Female Nurses Shot and Stabbed to Death in Yemen
The status of the other six has been confirmed as “alive” by the state media but their where abouts are unclear.
Sana’a, Yemen – Yemeni kidnappers shot dead three foreign female aid workers on Monday, three days after nine foreigners, including seven Germans, were abducted in north-western Yemen, provincial officials said. They said two German girls out of the group were found alive after police found the bodies of two German nurses and a South Korean female teacher in the district of Akwan of the of Wadi Nushur area east of Saada.
Wadi Nushur is close to al-Jawf province, where the Sunni Muslim al-Qaeda terrorist network has a presence.
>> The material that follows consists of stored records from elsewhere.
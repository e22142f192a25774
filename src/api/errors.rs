use axum::extract::rejection::{JsonRejection, PathRejection};
use axum::http::StatusCode;
use axum::response::{IntoResponse, Response};
use axum::Json;
use serde::Serialize;
use tracing::error;

use crate::models::AccountError;
use crate::service::ServiceError;
use crate::storage::StorageError;

/// A service failure translated into an HTTP status and message.
#[derive(Debug)]
pub struct ApiError {
    status: StatusCode,
    message: String
}

#[derive(Debug, Serialize)]
struct ErrorBody {
    error: String
}

impl ApiError {
    pub fn new(status: StatusCode, message: impl Into<String>) -> Self {
        Self {
            status,
            message: message.into()
        }
    }

    pub fn not_found(message: impl Into<String>) -> Self {
        Self::new(StatusCode::NOT_FOUND, message)
    }

    pub fn status(&self) -> StatusCode {
        self.status
    }

    pub fn message(&self) -> &str {
        &self.message
    }
}

impl From<ServiceError> for ApiError {
    fn from(error: ServiceError) -> Self {
        let status = match &error {
            ServiceError::AccountNotFound { .. }
            | ServiceError::Storage(StorageError::UnknownAccount { .. }) => StatusCode::NOT_FOUND,
            ServiceError::DuplicateAccount { .. }
            | ServiceError::Storage(StorageError::DuplicateAccountNumber { .. }) => StatusCode::CONFLICT,
            ServiceError::Account(AccountError::InsufficientFunds { .. }) => StatusCode::UNPROCESSABLE_ENTITY,
            ServiceError::Account(AccountError::Overflow { .. }) => {
                // Not a client mistake; keep details out of the response.
                error!("{error}");
                return Self::new(StatusCode::INTERNAL_SERVER_ERROR, "An internal error occurred")
            }
            ServiceError::Account(_) => StatusCode::BAD_REQUEST
        };

        Self::new(status, error.to_string())
    }
}

impl From<JsonRejection> for ApiError {
    fn from(rejection: JsonRejection) -> Self {
        let status = match &rejection {
            JsonRejection::JsonDataError(_) | JsonRejection::JsonSyntaxError(_) => StatusCode::BAD_REQUEST,
            _ => rejection.status()
        };

        Self::new(status, rejection.body_text())
    }
}

impl From<PathRejection> for ApiError {
    fn from(rejection: PathRejection) -> Self {
        Self::new(rejection.status(), rejection.body_text())
    }
}

impl IntoResponse for ApiError {
    fn into_response(self) -> Response {
        (self.status, Json(ErrorBody { error: self.message })).into_response()
    }
}
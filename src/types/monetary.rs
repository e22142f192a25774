use crate::types::errors::MonetaryError;
use rust_decimal::Decimal;
use serde::de::{self, Visitor};
use serde::{Deserialize, Deserializer, Serialize, Serializer};
use std::fmt;
use std::fmt::{Display, Formatter};
use std::str::FromStr;

const DECIMAL_PLACES: u32 = 2;

/// Fixed-point amount of money with exactly two fractional digits.
///
/// Equality and ordering compare values, so `10.5` and `10.50` are the same amount.
#[derive(Debug, Clone, Copy, Eq, PartialEq, Ord, PartialOrd, Hash, Default)]
pub struct Monetary(Decimal);

impl Monetary {
    pub fn zero() -> Self {
        Monetary(Decimal::ZERO)
    }

    /// Builds an amount from a count of minor units (cents), `1050` being `10.50`.
    pub fn from_minor_units(units: i64) -> Self {
        Monetary(Decimal::new(units, DECIMAL_PLACES))
    }

    pub fn from_decimal(value: Decimal) -> Result<Self, MonetaryError> {
        let normalized = value.normalize();

        if normalized.scale() > DECIMAL_PLACES {
            return Err(MonetaryError::TooManyDecimalPlaces(value.to_string()));
        }

        Ok(Monetary(normalized))
    }

    pub fn is_zero(&self) -> bool {
        self.0.is_zero()
    }

    pub fn is_negative(&self) -> bool {
        self.0 < Decimal::ZERO
    }

    pub fn is_positive(&self) -> bool {
        self.0 > Decimal::ZERO
    }

    pub fn checked_add(self, rhs: Monetary) -> Option<Monetary> {
        self.0.checked_add(rhs.0).map(Monetary)
    }

    pub fn checked_sub(self, rhs: Monetary) -> Option<Monetary> {
        self.0.checked_sub(rhs.0).map(Monetary)
    }
}

impl Display for Monetary {
    fn fmt(&self, formatter: &mut Formatter<'_>) -> fmt::Result {
        let mut value = self.0;
        value.rescale(DECIMAL_PLACES);
        write!(formatter, "{value}")
    }
}

impl FromStr for Monetary {
    type Err = MonetaryError;

    fn from_str(value: &str) -> Result<Self, Self::Err> {
        let value = value.trim();

        if value.is_empty() {
            return Err(MonetaryError::InvalidFormat("Value is an empty string".to_string()));
        }

        let decimal = Decimal::from_str(value).map_err(|error| {
            MonetaryError::InvalidFormat(format!("[{value}] is not a decimal: {error}"))
        })?;

        Monetary::from_decimal(decimal)
    }
}

impl Serialize for Monetary {
    fn serialize<S>(&self, serializer: S) -> Result<S::Ok, S::Error>
    where
        S: Serializer,
    {
        serializer.collect_str(self)
    }
}

struct MonetaryVisitor;

impl<'de> Visitor<'de> for MonetaryVisitor {
    type Value = Monetary;

    fn expecting(&self, formatter: &mut Formatter<'_>) -> fmt::Result {
        formatter.write_str("a decimal amount with at most two decimal places")
    }

    fn visit_str<E: de::Error>(self, value: &str) -> Result<Monetary, E> {
        Monetary::from_str(value).map_err(E::custom)
    }

    fn visit_i64<E: de::Error>(self, value: i64) -> Result<Monetary, E> {
        Ok(Monetary(Decimal::from(value)))
    }

    fn visit_u64<E: de::Error>(self, value: u64) -> Result<Monetary, E> {
        Ok(Monetary(Decimal::from(value)))
    }

    fn visit_f64<E: de::Error>(self, value: f64) -> Result<Monetary, E> {
        let decimal = Decimal::try_from(value).map_err(|_| E::custom(MonetaryError::Overflow))?;
        Monetary::from_decimal(decimal).map_err(E::custom)
    }
}

impl<'de> Deserialize<'de> for Monetary {
    fn deserialize<D>(deserializer: D) -> Result<Self, D::Error>
    where
        D: Deserializer<'de>,
    {
        deserializer.deserialize_any(MonetaryVisitor)
    }
}
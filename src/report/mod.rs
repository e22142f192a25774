
use std::io::Write;

use chrono::NaiveDate;
use csv::Writer;
use serde::Serialize;

use crate::storage::Storage;
use crate::types::{AccountId, Monetary};

#[derive(Debug, Serialize)]
struct ReportRow<'a> {
    id: AccountId,
    account_number: &'a str,
    balance: Monetary,
    created_on: NaiveDate
}

/// Writes every stored account as `id,account_number,balance,created_on` CSV rows.
pub fn write_report<S, W>(storage: &S, output: W) -> anyhow::Result<()>
where
    S: Storage + ?Sized,
    W: Write
{
    let mut writer = Writer::from_writer(output);
    let accounts = storage.find_all()?;

    if accounts.is_empty() {
        writer.write_record(["id", "account_number", "balance", "created_on"])?;
    }

    for account in &accounts {
        writer.serialize(ReportRow {
            id: account.id().unwrap_or_default(),
            account_number: account.account_number(),
            balance: account.balance(),
            created_on: account.created_on()
        })?;
    }

    writer.flush()?;

    Ok(())
}
use super::{Account, AccountError, Operation};

use std::str::FromStr;

use anyhow::Result;
use chrono::Local;
use proptest::prelude::*;

use crate::types::Monetary;

fn money(value: &str) -> Result<Monetary> {
    Ok(Monetary::from_str(value)?)
}

fn create_accounts() -> Result<(Account, Account)> {
    let source = Account::new("12345-6", money("100.00")?)?;
    let destination = Account::new("78901-2", money("50.00")?)?;

    Ok((source, destination))
}

#[test]
fn test_new_account_starts_unsaved_and_dated_today() -> Result<()> {
    let account = Account::new("12345-6", money("100.00")?)?;

    assert_eq!(account.id(), None);
    assert_eq!(account.account_number(), "12345-6");
    assert_eq!(account.balance(), money("100.00")?);
    assert_eq!(account.created_on(), Local::now().date_naive());

    Ok(())
}

#[test]
fn test_new_account_trims_account_number() -> Result<()> {
    let account = Account::new("  12345-6 ", Monetary::zero())?;

    assert_eq!(account.account_number(), "12345-6");

    Ok(())
}

#[test]
fn test_new_account_rejects_blank_or_oversized_number() -> Result<()> {
    assert!(matches!(Account::new("", Monetary::zero()), Err(AccountError::InvalidAccountNumber { .. })));
    assert!(matches!(Account::new("   ", Monetary::zero()), Err(AccountError::InvalidAccountNumber { .. })));
    assert!(matches!(Account::new(&"9".repeat(21), Monetary::zero()), Err(AccountError::InvalidAccountNumber { .. })));
    assert!(Account::new(&"9".repeat(20), Monetary::zero()).is_ok());

    Ok(())
}

#[test]
fn test_new_account_rejects_negative_initial_balance() -> Result<()> {
    let result = Account::new("12345-6", money("-0.01")?);

    assert!(matches!(result, Err(AccountError::NegativeInitialBalance { .. })));

    Ok(())
}

#[test]
fn test_successful_deposit_updates_balance() -> Result<()> {
    let (mut account, _) = create_accounts()?;

    account.deposit(money("50.00")?)?;

    assert_eq!(account.balance(), money("150.00")?);

    Ok(())
}

#[test]
fn test_deposit_rejects_zero_and_negative_amounts() -> Result<()> {
    let (mut account, _) = create_accounts()?;

    let zero = account.deposit(Monetary::zero());
    let negative = account.deposit(money("-10.00")?);

    assert_eq!(zero, Err(AccountError::invalid_amount(Operation::Deposit, Monetary::zero())));
    assert!(matches!(negative, Err(AccountError::InvalidAmount { operation: Operation::Deposit, .. })));
    assert_eq!(account.balance(), money("100.00")?);

    Ok(())
}

#[test]
fn test_successful_withdrawal_updates_balance() -> Result<()> {
    let (mut account, _) = create_accounts()?;

    account.withdraw(money("30.00")?)?;

    assert_eq!(account.balance(), money("70.00")?);

    Ok(())
}

#[test]
fn test_withdrawal_with_exact_funds_succeeds() -> Result<()> {
    let (mut account, _) = create_accounts()?;

    account.withdraw(money("100.00")?)?;

    assert!(account.balance().is_zero());

    Ok(())
}

#[test]
fn test_withdrawal_with_insufficient_funds_fails() -> Result<()> {
    let (mut account, _) = create_accounts()?;

    let result = account.withdraw(money("150.00")?);

    assert!(matches!(result, Err(AccountError::InsufficientFunds { .. })));
    assert_eq!(account.balance(), money("100.00")?);

    Ok(())
}

#[test]
fn test_withdrawal_rejects_zero_and_negative_amounts() -> Result<()> {
    let (mut account, _) = create_accounts()?;

    assert!(matches!(account.withdraw(Monetary::zero()), Err(AccountError::InvalidAmount { operation: Operation::Withdrawal, .. })));
    assert!(matches!(account.withdraw(money("-10.00")?), Err(AccountError::InvalidAmount { operation: Operation::Withdrawal, .. })));
    assert_eq!(account.balance(), money("100.00")?);

    Ok(())
}

#[test]
fn test_successful_transfer_moves_funds() -> Result<()> {
    let (mut source, mut destination) = create_accounts()?;

    source.transfer(Some(&mut destination), money("40.00")?)?;

    assert_eq!(source.balance(), money("60.00")?);
    assert_eq!(destination.balance(), money("90.00")?);

    Ok(())
}

#[test]
fn test_transfer_with_insufficient_funds_changes_neither_account() -> Result<()> {
    let (mut source, mut destination) = create_accounts()?;

    let result = source.transfer(Some(&mut destination), money("120.00")?);

    assert!(matches!(result, Err(AccountError::InsufficientFunds { .. })));
    assert_eq!(source.balance(), money("100.00")?);
    assert_eq!(destination.balance(), money("50.00")?);

    Ok(())
}

#[test]
fn test_transfer_rejects_zero_and_negative_amounts() -> Result<()> {
    let (mut source, mut destination) = create_accounts()?;

    let zero = source.transfer(Some(&mut destination), Monetary::zero());
    let negative = source.transfer(Some(&mut destination), money("-10.00")?);

    assert!(matches!(zero, Err(AccountError::InvalidAmount { operation: Operation::Transfer, .. })));
    assert!(matches!(negative, Err(AccountError::InvalidAmount { operation: Operation::Transfer, .. })));
    assert_eq!(source.balance(), money("100.00")?);
    assert_eq!(destination.balance(), money("50.00")?);

    Ok(())
}

#[test]
fn test_transfer_to_missing_destination_fails() -> Result<()> {
    let (mut source, _) = create_accounts()?;

    let result = source.transfer(None, money("10.00")?);

    assert!(matches!(result, Err(AccountError::InvalidDestination { .. })));
    assert_eq!(source.balance(), money("100.00")?);

    Ok(())
}

#[test]
fn test_transfer_reverts_withdrawal_when_destination_overflows() -> Result<()> {
    let (mut source, _) = create_accounts()?;
    let mut destination = Account::new("78901-2", Monetary::from_decimal(rust_decimal::Decimal::MAX)?)?;

    let result = source.transfer(Some(&mut destination), money("10.00")?);

    assert!(matches!(result, Err(AccountError::Overflow { operation: Operation::Transfer, .. })));
    assert_eq!(source.balance(), money("100.00")?);

    Ok(())
}

#[test]
fn test_transfer_to_self_validates_without_changing_balance() -> Result<()> {
    let (mut account, _) = create_accounts()?;

    account.transfer_to_self(money("40.00")?)?;

    assert_eq!(account.balance(), money("100.00")?);
    assert!(matches!(account.transfer_to_self(money("100.01")?), Err(AccountError::InsufficientFunds { .. })));
    assert!(matches!(account.transfer_to_self(Monetary::zero()), Err(AccountError::InvalidAmount { .. })));

    Ok(())
}

#[test]
fn test_error_messages_name_the_rejected_operation() -> Result<()> {
    let (mut account, _) = create_accounts()?;

    let error = account.withdraw(Monetary::zero()).err().ok_or_else(|| anyhow::anyhow!("expected an error"))?;

    assert_eq!(error.to_string(), "Invalid withdrawal amount [0.00]: must be positive");

    Ok(())
}

#[test]
fn test_identity_is_the_persistent_id() -> Result<()> {
    let (mut first, mut second) = create_accounts()?;
    let unsaved = first.clone();

    assert_ne!(first, unsaved);

    first.assign_id(7);
    second.assign_id(7);

    assert_eq!(first, second);
    assert_ne!(first.balance(), second.balance());

    Ok(())
}

#[test]
fn test_assigned_id_is_immutable() -> Result<()> {
    let (mut account, _) = create_accounts()?;

    account.assign_id(1);
    account.assign_id(2);

    assert_eq!(account.id(), Some(1));

    Ok(())
}

#[derive(Debug, Clone)]
enum Step {
    Deposit(i64),
    Withdraw(i64),
    Transfer(i64)
}

fn step_strategy() -> impl Strategy<Value = Step> {
    prop_oneof![
        (-500i64..50_000).prop_map(Step::Deposit),
        (-500i64..50_000).prop_map(Step::Withdraw),
        (-500i64..50_000).prop_map(Step::Transfer)
    ]
}

proptest! {
    #[test]
    fn test_balances_stay_non_negative_and_total_is_conserved(steps in proptest::collection::vec(step_strategy(), 1..64)) {
        let mut source = Account::new("12345-6", Monetary::from_minor_units(10_000))?;
        let mut destination = Account::new("78901-2", Monetary::from_minor_units(5_000))?;
        let mut external = 0i64;

        for step in steps {
            let before = (source.balance(), destination.balance());

            let result = match step {
                Step::Deposit(units) => source.deposit(Monetary::from_minor_units(units)).map(|_| external += units),
                Step::Withdraw(units) => source.withdraw(Monetary::from_minor_units(units)).map(|_| external -= units),
                Step::Transfer(units) => source.transfer(Some(&mut destination), Monetary::from_minor_units(units))
            };

            if result.is_err() {
                prop_assert_eq!(before, (source.balance(), destination.balance()));
            }

            prop_assert!(!source.balance().is_negative());
            prop_assert!(!destination.balance().is_negative());
        }

        let total = source.balance().checked_add(destination.balance())
            .ok_or_else(|| TestCaseError::fail("Balances overflowed when summed"))?;
        prop_assert_eq!(total, Monetary::from_minor_units(15_000 + external));
    }

    #[test]
    fn test_deposit_then_withdraw_restores_balance(units in 1i64..1_000_000) {
        let (mut account, _) = create_accounts().map_err(|error| TestCaseError::fail(error.to_string()))?;
        let amount = Monetary::from_minor_units(units);

        account.deposit(amount)?;
        account.withdraw(amount)?;

        prop_assert_eq!(account.balance(), Monetary::from_minor_units(10_000));
    }
}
It borders the southern Saudi province of Najran.
A provincial official in Saada, who asked anonymity, said the women were shot and stabbed.
The slain women were working in Saada for the Dutch World Wide Services Foundation, a charity foundation that places medical personnel in hospitals in developing countries for periods of up to two years.
They were working at the state-run al-Jumhori hospital in Saada, while the others were visiting.
The hostages – a German health appliances technician, his wife, their three children and two German female volunteers as well as a British engineer and a female teacher from South Korea – were abducted on Friday.
Security sources said the nine went missing in mysterious circumstances after they went on an excursion south to the Gharaz district south of Saada, some 240 kilometres north-west of Sana’a.
Security officials in Sana’a said the British engineer, the German technician, his wife and one of their children were still alive late Sunday, but it was not clear whether they were still in the hands of the kidnappers.